A análise da expressão gênica (todos ou de um grupo) em biochips em tecidos relacionados a uma doença hereditária específica, em condições normais e patológicas, muitas vezes permite identificar genes candidatos para a doença em estudo. A localização cromossômica de sequências de DNA que afetam uma característica quantitativa (QTL) pode ser determinada com base na co-herança com vários marcadores estreitamente espaçados. Se for possível encontrar marcadores que limitem o QTL em ambos os lados, então, com base nos dados da sequência genômica (Seções 7.7 e 8.4), uma lista de genes que são candidatos posicionais para o QTL da doença em estudo poderá ser compilada. Ao combinar a análise de expressão e estudos de associação de doenças com marcadores moleculares, os genes candidatos mais prováveis ​​podem ser identificados – aqueles que aparecerão em ambas as listas.

O grau de suscetibilidade a certos medicamentos e a eficácia do seu uso variam amplamente. Para a mesma doença, o medicamento adequado para um determinado indivíduo é frequentemente selecionado por tentativa e erro. Além de desperdiçar tempo, essa abordagem às vezes causa danos irreparáveis ​​à saúde. Atualmente, sistemas de marcadores baseados em SNP foram desenvolvidos para um grande número de medicamentos, permitindo a priori (antes do experimento) prever a resposta de um organismo individual a uma substância química específica. Associações de variantes alélicas individuais de marcadores de DNA com características de reações bioquímicas são a base da terapia individual (Figura IX, 10).

Figura IX, 8. Em loci microssatélites, a unidade de variação é um grupo de nucleotídeos.

Figura IX, 9. Em sítios polimórficos de mononucleotídeos (SNPs), a unidade de variação é um único nucleotídeo.

Tabela IX, 1. Comparação das principais características de SNPs e microssatélites.

Figura IX, 10. O princípio de seleção da terapia individual com base no polimorfismo de repetições de mononucleotídeos - SNP.

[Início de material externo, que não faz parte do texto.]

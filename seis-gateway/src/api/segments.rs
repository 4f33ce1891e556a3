//! Channel segment lookup endpoint

use axum::{
    extract::{Path, Query, State},
    routing::get,
    Json, Router,
};
use serde::Deserialize;
use tracing::warn;

use crate::models::ChannelSegment;
use crate::{ApiError, ApiResult, AppState};

#[derive(Debug, Deserialize)]
#[serde(rename_all = "camelCase")]
pub struct SegmentQuery {
    /// Needed to finalize FK segments fetched from the OSD
    pub signal_detection_id: Option<String>,
}

/// GET /channel-segments/:id
pub async fn get_channel_segment(
    State(state): State<AppState>,
    Path(id): Path<String>,
    Query(query): Query<SegmentQuery>,
) -> ApiResult<Json<ChannelSegment>> {
    let detection = match query.signal_detection_id {
        Some(sd_id) => match state.services.detections.signal_detection(&sd_id).await {
            Ok(detection) => detection,
            Err(e) => {
                warn!(signal_detection_id = %sd_id, error = %e, "Signal detection lookup failed");
                None
            }
        },
        None => None,
    };

    let segment = state
        .services
        .segments
        .get_channel_segment(&id, detection.as_ref())
        .await?
        .ok_or_else(|| ApiError::NotFound(format!("channel segment {}", id)))?;

    Ok(Json(ChannelSegment::clone(&segment)))
}

pub fn segment_routes() -> Router<AppState> {
    Router::new().route("/channel-segments/:id", get(get_channel_segment))
}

Perguntas de teste e tarefas para o Capítulo IX

1. Em que grupo de doenças hereditárias pode ser classificada a fibrose cística?

2. Um heterozigoto pode ter uma mutação genética SPTA1 ser esferocitose hereditária?

3. Que doença hereditária é causada pelo acúmulo de sulfato de heparano?

4. Por que existem quatro alelos SNP possíveis?

Leitura adicional para o Capítulo IX

N.P. Bochkov. Genética clínica // M.: Geotar-Med. 2002. – 457 S.